WHAT TO PRODUCE: Go through the data below and gather each line containing "Duration".

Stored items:
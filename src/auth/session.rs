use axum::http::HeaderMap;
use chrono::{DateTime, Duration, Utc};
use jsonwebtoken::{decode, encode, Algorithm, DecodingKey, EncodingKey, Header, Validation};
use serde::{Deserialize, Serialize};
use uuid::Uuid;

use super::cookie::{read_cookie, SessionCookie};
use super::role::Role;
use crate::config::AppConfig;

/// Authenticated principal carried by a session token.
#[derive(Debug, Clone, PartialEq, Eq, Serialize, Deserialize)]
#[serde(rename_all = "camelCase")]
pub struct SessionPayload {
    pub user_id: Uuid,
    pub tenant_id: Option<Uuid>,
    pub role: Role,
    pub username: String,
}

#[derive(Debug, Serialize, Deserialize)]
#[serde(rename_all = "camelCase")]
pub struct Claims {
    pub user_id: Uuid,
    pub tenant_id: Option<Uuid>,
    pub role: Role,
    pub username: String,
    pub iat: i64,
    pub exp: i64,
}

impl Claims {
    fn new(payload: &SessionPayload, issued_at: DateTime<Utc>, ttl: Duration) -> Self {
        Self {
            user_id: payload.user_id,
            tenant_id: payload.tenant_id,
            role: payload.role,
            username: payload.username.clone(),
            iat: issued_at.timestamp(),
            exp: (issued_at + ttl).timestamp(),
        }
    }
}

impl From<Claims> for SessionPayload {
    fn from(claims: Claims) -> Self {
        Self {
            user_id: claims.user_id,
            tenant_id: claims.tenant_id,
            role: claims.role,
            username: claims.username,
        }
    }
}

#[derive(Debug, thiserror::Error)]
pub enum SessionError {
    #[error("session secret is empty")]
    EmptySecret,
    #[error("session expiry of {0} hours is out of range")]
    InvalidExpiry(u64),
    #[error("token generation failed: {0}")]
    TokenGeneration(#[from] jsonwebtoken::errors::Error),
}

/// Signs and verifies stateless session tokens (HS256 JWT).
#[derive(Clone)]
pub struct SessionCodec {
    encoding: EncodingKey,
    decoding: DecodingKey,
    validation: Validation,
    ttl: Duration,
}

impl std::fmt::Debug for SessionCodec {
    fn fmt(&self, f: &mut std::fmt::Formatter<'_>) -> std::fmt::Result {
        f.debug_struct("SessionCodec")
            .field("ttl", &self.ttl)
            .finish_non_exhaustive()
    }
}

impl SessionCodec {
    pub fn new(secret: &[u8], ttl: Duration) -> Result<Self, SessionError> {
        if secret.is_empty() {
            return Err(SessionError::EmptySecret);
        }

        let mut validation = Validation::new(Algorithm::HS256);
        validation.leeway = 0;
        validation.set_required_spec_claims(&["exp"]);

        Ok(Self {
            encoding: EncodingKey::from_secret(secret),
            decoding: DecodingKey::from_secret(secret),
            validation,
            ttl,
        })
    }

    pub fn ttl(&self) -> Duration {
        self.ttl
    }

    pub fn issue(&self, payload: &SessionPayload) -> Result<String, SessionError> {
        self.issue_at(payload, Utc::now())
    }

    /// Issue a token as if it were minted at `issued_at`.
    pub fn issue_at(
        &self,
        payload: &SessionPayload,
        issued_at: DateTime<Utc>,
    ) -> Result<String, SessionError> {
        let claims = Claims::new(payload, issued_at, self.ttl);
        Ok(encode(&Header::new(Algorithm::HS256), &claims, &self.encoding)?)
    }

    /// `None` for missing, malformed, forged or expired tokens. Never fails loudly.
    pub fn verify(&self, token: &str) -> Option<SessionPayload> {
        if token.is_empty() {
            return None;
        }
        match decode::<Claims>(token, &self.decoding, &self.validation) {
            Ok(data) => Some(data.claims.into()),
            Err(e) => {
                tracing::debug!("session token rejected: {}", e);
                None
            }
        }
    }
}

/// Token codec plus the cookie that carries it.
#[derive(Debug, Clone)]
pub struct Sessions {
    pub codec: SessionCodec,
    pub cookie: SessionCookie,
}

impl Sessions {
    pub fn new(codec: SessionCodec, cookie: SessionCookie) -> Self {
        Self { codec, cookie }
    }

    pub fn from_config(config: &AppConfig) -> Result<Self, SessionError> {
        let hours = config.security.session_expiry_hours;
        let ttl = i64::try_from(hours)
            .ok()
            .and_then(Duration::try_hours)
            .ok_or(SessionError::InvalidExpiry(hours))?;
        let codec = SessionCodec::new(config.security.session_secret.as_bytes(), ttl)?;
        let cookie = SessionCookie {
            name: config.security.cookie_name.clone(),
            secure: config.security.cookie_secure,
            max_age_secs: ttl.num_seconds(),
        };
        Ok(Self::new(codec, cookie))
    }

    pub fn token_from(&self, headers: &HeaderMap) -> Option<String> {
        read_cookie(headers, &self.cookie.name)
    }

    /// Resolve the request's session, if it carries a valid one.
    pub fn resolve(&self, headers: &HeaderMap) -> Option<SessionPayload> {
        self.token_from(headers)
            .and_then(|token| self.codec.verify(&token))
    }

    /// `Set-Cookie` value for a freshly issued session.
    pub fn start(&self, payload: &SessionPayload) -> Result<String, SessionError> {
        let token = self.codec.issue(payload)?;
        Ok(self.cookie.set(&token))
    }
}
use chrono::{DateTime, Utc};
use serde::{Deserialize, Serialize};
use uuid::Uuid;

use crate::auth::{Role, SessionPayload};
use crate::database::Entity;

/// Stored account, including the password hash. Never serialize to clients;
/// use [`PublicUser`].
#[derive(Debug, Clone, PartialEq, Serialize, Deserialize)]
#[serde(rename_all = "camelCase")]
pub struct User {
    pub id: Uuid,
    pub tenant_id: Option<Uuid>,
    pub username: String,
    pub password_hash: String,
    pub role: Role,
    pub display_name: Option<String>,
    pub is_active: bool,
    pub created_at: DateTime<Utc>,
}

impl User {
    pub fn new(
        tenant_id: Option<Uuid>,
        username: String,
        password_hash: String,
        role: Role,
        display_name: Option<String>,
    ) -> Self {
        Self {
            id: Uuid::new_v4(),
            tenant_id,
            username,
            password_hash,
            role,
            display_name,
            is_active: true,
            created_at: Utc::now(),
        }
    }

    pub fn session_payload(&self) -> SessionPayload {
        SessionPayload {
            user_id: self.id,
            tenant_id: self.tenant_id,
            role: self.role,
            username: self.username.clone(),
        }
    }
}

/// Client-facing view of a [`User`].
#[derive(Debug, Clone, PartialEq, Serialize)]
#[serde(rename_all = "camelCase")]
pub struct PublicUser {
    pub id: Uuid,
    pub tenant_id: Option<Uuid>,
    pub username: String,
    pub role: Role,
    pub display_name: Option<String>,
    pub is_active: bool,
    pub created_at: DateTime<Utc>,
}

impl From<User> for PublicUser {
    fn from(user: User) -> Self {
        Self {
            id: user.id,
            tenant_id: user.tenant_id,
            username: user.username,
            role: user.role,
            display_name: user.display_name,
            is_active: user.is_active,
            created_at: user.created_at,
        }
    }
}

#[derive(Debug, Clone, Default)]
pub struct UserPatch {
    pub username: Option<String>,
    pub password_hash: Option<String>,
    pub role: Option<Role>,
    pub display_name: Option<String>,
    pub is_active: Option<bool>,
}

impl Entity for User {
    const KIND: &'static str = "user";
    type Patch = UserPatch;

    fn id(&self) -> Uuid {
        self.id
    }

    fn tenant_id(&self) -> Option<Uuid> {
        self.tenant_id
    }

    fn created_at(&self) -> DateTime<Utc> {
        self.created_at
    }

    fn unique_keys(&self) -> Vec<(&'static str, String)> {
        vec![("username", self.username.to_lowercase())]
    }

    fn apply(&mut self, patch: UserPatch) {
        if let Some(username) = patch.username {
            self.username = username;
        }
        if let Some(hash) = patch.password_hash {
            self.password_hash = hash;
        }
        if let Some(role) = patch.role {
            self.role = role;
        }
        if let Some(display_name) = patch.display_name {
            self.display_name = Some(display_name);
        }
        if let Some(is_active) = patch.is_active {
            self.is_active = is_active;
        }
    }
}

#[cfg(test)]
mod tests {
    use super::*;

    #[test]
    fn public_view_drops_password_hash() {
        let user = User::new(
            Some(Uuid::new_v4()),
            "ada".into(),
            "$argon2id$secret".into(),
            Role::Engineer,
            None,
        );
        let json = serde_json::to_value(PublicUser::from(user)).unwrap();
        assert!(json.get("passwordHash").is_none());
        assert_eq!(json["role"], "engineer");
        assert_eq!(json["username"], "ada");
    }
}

...

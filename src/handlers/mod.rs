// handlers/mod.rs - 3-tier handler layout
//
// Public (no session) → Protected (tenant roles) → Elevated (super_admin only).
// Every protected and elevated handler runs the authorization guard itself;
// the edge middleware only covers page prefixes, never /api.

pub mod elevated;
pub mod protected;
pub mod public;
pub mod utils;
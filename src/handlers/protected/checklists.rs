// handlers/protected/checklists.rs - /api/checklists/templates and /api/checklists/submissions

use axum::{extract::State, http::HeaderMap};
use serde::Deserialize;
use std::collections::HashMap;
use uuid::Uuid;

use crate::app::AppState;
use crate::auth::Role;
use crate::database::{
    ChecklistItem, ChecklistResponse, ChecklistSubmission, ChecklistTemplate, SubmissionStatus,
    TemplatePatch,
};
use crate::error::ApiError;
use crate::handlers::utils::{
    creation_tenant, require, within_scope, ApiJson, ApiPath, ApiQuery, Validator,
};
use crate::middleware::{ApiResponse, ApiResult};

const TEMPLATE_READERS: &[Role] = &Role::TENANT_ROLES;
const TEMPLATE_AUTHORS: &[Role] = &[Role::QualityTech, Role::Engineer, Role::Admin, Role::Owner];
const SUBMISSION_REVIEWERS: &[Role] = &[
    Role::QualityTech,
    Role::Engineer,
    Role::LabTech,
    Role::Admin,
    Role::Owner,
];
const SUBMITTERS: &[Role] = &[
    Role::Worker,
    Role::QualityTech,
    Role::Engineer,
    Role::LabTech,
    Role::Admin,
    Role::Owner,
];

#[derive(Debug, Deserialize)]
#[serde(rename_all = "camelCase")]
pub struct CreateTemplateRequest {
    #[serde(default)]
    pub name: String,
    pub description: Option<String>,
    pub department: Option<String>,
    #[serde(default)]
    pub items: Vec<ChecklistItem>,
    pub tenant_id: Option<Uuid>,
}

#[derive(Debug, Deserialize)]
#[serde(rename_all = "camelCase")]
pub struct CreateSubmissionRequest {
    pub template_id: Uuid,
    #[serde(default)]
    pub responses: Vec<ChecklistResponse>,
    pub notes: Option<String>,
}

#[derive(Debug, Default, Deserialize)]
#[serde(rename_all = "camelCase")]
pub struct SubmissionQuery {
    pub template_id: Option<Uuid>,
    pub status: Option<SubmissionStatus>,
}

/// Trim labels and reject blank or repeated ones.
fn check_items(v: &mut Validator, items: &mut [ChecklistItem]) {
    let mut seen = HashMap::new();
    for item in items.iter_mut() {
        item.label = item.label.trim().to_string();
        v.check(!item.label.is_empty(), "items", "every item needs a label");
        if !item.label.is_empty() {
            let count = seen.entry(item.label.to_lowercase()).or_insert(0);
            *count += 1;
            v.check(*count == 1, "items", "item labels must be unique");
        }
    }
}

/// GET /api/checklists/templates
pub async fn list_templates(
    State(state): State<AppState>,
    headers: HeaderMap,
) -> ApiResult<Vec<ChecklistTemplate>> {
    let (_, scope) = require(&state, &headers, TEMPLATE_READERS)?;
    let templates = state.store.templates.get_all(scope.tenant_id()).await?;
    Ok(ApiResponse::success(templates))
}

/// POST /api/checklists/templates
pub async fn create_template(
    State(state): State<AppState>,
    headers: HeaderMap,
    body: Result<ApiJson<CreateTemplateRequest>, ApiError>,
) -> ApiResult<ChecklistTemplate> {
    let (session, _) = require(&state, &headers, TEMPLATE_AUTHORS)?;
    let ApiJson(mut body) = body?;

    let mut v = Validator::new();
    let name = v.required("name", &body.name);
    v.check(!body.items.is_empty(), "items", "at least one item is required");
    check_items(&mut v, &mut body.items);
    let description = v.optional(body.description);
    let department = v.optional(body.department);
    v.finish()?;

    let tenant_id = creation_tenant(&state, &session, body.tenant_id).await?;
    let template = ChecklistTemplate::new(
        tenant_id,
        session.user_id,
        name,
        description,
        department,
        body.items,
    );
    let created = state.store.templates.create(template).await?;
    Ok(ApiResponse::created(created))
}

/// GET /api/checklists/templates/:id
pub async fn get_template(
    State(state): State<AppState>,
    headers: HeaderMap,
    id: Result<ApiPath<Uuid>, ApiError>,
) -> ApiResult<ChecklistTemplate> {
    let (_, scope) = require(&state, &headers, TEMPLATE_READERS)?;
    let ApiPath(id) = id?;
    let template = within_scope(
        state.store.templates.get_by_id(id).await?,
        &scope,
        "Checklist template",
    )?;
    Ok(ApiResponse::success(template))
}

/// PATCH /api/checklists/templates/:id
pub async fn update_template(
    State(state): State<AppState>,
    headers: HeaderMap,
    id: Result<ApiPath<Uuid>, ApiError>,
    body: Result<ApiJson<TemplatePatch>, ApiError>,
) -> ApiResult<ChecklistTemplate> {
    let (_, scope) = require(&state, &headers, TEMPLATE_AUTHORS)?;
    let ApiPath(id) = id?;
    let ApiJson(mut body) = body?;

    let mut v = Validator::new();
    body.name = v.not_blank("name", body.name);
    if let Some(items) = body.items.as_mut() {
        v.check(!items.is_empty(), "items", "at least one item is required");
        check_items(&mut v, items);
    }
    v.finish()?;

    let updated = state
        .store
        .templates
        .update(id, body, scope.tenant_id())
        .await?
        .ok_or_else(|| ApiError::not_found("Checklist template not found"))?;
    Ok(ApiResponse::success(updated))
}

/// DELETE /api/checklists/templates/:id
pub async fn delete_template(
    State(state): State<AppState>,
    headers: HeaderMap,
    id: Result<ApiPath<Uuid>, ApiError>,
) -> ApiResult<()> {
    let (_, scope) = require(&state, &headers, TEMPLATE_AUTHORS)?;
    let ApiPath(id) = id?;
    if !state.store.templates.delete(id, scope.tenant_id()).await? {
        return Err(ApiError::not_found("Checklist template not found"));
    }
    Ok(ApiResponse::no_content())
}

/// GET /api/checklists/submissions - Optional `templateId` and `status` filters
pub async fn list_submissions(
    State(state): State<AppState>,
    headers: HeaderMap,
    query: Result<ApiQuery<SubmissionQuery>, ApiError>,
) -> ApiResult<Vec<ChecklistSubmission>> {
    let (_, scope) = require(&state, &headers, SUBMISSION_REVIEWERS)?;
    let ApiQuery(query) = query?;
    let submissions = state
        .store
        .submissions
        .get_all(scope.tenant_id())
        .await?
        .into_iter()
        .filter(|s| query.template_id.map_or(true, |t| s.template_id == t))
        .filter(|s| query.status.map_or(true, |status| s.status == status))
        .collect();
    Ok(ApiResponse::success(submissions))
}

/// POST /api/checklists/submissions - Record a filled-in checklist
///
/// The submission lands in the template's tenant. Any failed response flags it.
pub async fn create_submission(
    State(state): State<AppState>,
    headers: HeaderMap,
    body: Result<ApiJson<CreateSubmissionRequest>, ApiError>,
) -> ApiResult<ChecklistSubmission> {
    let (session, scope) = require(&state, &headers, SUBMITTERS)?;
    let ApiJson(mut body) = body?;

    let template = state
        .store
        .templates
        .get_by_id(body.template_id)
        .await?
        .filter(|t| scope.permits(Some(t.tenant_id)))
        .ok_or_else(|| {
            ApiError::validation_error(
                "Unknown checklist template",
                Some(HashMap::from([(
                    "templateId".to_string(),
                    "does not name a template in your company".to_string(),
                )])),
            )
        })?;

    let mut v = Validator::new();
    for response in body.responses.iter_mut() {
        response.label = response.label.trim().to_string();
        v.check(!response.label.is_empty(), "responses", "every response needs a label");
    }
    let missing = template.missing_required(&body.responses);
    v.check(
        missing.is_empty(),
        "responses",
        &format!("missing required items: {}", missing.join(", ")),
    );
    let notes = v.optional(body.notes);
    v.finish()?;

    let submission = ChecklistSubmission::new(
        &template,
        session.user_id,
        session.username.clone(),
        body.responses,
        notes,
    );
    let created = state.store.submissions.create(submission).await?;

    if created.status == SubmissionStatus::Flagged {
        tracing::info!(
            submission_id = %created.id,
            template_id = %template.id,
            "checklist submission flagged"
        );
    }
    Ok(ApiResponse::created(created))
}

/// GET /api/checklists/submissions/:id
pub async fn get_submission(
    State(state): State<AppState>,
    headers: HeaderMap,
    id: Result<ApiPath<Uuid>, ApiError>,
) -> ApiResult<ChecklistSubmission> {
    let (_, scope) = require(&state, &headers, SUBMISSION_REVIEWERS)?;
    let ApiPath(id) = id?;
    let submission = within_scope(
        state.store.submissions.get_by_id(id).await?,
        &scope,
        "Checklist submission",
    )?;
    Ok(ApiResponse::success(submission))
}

YOUR SOLUTION:
use chrono::{DateTime, Duration, Utc};
    fn new(payload: &SessionPayload, issued_at: DateTime<Utc>, ttl: Duration) -> Self {
    ttl: Duration,
    pub fn new(secret: &[u8], ttl: Duration) -> Result<Self, SessionError> {
    pub fn ttl(&self) -> Duration {
            .and_then(Duration::try_hours)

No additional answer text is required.